When ‘liars and loudmouths’ hold Lok Sabha to ransom
With the washout of the budget session of Parliament, the question being asked is, who lost? Parliamentary democracy and the Lok Sabha Speaker would appear to top the list
The Lok Sabha was adjourned again on Friday without taking up the several No'-Confidence motions pending for several weeks. The failure drove the last nail in the coffin of a Budget Session reduced to a charade by the Government.
While the Government is clearly pleased at outwitting the Opposition, this session reflected poorly on the Speaker, whose position, authority and independence were sacrificed by the Government for scoring political points.

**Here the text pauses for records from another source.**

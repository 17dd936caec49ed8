//! Background sink: unbounded queue + one worker thread that hands events to an exporter.

use mem_types::{TelemetryEvent, TelemetrySink};
use std::time::Duration;
use tokio::sync::mpsc;

#[derive(Debug, thiserror::Error)]
pub enum ExportError {
    #[error("telemetry export error: {0}")]
    Other(String),
    #[error("telemetry endpoint returned {0}")]
    Status(u16),
}

/// Delivers one event somewhere. Runs on the worker thread only.
pub trait Exporter: Send + 'static {
    fn export(&mut self, event: &TelemetryEvent) -> Result<(), ExportError>;
}

impl<F> Exporter for F
where
    F: FnMut(&TelemetryEvent) -> Result<(), ExportError> + Send + 'static,
{
    fn export(&mut self, event: &TelemetryEvent) -> Result<(), ExportError> {
        self(event)
    }
}

/// Sink that queues events and exports them off the caller's thread.
///
/// `capture` only pushes onto an unbounded channel. The worker drains the
/// queue until every `BackgroundSink` handle is dropped; export failures are
/// logged at debug level and otherwise ignored.
#[derive(Debug, Clone)]
pub struct BackgroundSink {
    tx: mpsc::UnboundedSender<TelemetryEvent>,
}

impl BackgroundSink {
    pub fn spawn<E: Exporter>(exporter: E) -> std::io::Result<Self> {
        let (tx, mut rx) = mpsc::unbounded_channel::<TelemetryEvent>();
        let mut exporter = exporter;
        std::thread::Builder::new()
            .name("mem-telemetry".to_string())
            .spawn(move || {
                while let Some(event) = rx.blocking_recv() {
                    if let Err(e) = exporter.export(&event) {
                        tracing::debug!(event = %event.name, error = %e, "telemetry export failed");
                    }
                }
            })?;
        Ok(Self { tx })
    }
}

impl TelemetrySink for BackgroundSink {
    fn capture(&self, event: TelemetryEvent) {
        if self.tx.send(event).is_err() {
            tracing::debug!("telemetry worker stopped; event dropped");
        }
    }
}

/// Exporter that POSTs each event as JSON to a fixed URL.
pub struct HttpExporter {
    url: String,
    timeout: Duration,
    client: Option<reqwest::blocking::Client>,
}

impl HttpExporter {
    pub fn new(url: impl Into<String>) -> Self {
        Self {
            url: url.into(),
            timeout: Duration::from_secs(5),
            client: None,
        }
    }

    pub fn with_timeout(mut self, timeout: Duration) -> Self {
        self.timeout = timeout;
        self
    }

    // Built lazily so the blocking client is created on the worker thread.
    fn client(&mut self) -> Result<&reqwest::blocking::Client, ExportError> {
        if self.client.is_none() {
            let client = reqwest::blocking::Client::builder()
                .timeout(self.timeout)
                .build()
                .map_err(|e| ExportError::Other(e.to_string()))?;
            self.client = Some(client);
        }
        self.client
            .as_ref()
            .ok_or_else(|| ExportError::Other("http client unavailable".to_string()))
    }
}

impl std::fmt::Debug for HttpExporter {
    fn fmt(&self, f: &mut std::fmt::Formatter<'_>) -> std::fmt::Result {
        f.debug_struct("HttpExporter")
            .field("url", &self.url)
            .field("timeout", &self.timeout)
            .finish()
    }
}

impl Exporter for HttpExporter {
    fn export(&mut self, event: &TelemetryEvent) -> Result<(), ExportError> {
        let url = self.url.clone();
        let res = self
            .client()?
            .post(url)
            .json(event)
            .send()
            .map_err(|e| ExportError::Other(e.to_string()))?;
        if !res.status().is_success() {
            return Err(ExportError::Status(res.status().as_u16()));
        }
        Ok(())
    }
}

#[cfg(test)]
mod tests {
    use super::*;
    use mem_types::ClientContext;
    use std::sync::mpsc as std_mpsc;

    fn event(name: &str) -> TelemetryEvent {
        TelemetryEvent::new(name, ClientContext::default(), Default::default())
    }

    #[test]
    fn worker_exports_events_in_order() {
        let (seen_tx, seen_rx) = std_mpsc::channel();
        let sink = BackgroundSink::spawn(move |e: &TelemetryEvent| -> Result<(), ExportError> {
            let _ = seen_tx.send(e.name.clone());
            Ok(())
        })
        .unwrap();

        sink.capture(event("client.add"));
        sink.capture(event("client.get"));

        let timeout = Duration::from_secs(2);
        assert_eq!(seen_rx.recv_timeout(timeout).unwrap(), "client.add");
        assert_eq!(seen_rx.recv_timeout(timeout).unwrap(), "client.get");
    }

    #[test]
    fn export_failure_does_not_stop_worker() {
        let (seen_tx, seen_rx) = std_mpsc::channel();
        let mut calls = 0;
        let sink = BackgroundSink::spawn(move |e: &TelemetryEvent| -> Result<(), ExportError> {
            calls += 1;
            if calls == 1 {
                return Err(ExportError::Other("endpoint down".to_string()));
            }
            let _ = seen_tx.send(e.name.clone());
            Ok(())
        })
        .unwrap();

        sink.capture(event("first"));
        sink.capture(event("second"));

        let got = seen_rx.recv_timeout(Duration::from_secs(2)).unwrap();
        assert_eq!(got, "second");
    }

    #[test]
    fn unreachable_endpoint_is_swallowed() {
        let sink = BackgroundSink::spawn(
            HttpExporter::new("http://127.0.0.1:9/telemetry")
                .with_timeout(Duration::from_millis(200)),
        )
        .unwrap();
        sink.capture(event("client.search"));
    }
}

- Never before have so many notices for a no-confidence motion been blocked for so long a time
- Never has the Lok Speaker invited such ridicule for admitting to her failure to count up to 50 for three long weeks
- Never has the Lok Sabha been adjourned before within minutes for as long
- Never has the Lok Sabha been held to ransom by political parties in alliance with or close to the Government
- And never before has a Parliamentary Affairs Minister failed to take note of parties creating the disturbance and name those who are actually at their seat.
By not expelling the handful of MPs causing the disruption, Speaker Sumitra Mahajan embarrassed the institution. The rules empowered her to expel the members, get them physically removed or suspend them for the rest of the session. For three weeks, she did nothing of the kind under pressure from the Government.
The Speaker also failed to uphold the Constitution. No-confidence motions in the Lok Sabha takes precedence over all other business. The Constitution gives the Speaker no option but to drop all other business and allot time for discussion on the no-confidence motion. But instead, the Speaker allowed every other business of the Government to go through the motions while declaring her inability to count the number of MPs standing in support of the Motion.
This budget session, which passed the Union Budget without any discussion on any Grant—again a dubious first—will no doubt go down as a black chapter in Parliamentary history. It successfully reduced the Parliament to irrelevance.
For the record, since Independence 26 no-confidence motions have been moved in the Lok Sabha and 25 of them were unsuccessful. On one occasion the then Prime Minister resigned, making the motion redundant.
Never before have so many notices for a no-confidence motion been blocked for so long a time. Never has the Lok Speaker invited such ridicule for admitting to her failure to count up to 50 for three long weeks. Never has the Lok Sabha been adjourned before within minutes for as long. Never has the Lok Sabha been held to ransom by political parties in alliance with or close to the Government. And never before has a Parliamentary Affairs Minister failed to take note of parties creating the disturbance and name those who are actually at their seat
While coalition governments may have some justification in doing everything to hold up a no-confidence motion, the BJP and the NDA, which have a comfortable majority in the Lok Sabha, could have only one reason to stall the debate, and that is politics.
The Government did not want a discussion that could throw up uncomfortable questions ahead of the crucial Karnataka election. But by muzzling the voice of the Opposition in the House, it has done great disservice to Parliamentary democracy.
There was absolutely no effort by either the parliamentary affairs minister or the Leader of the House, or for that matter even the presiding officers, to resolve the impasse in the Lok Sabha, echoed several MPs , who also pointed out on Friday that consultative bodies such as National Development Council, National Integration Council or the Centre State Council have not had a single meeting since the BJP came to power.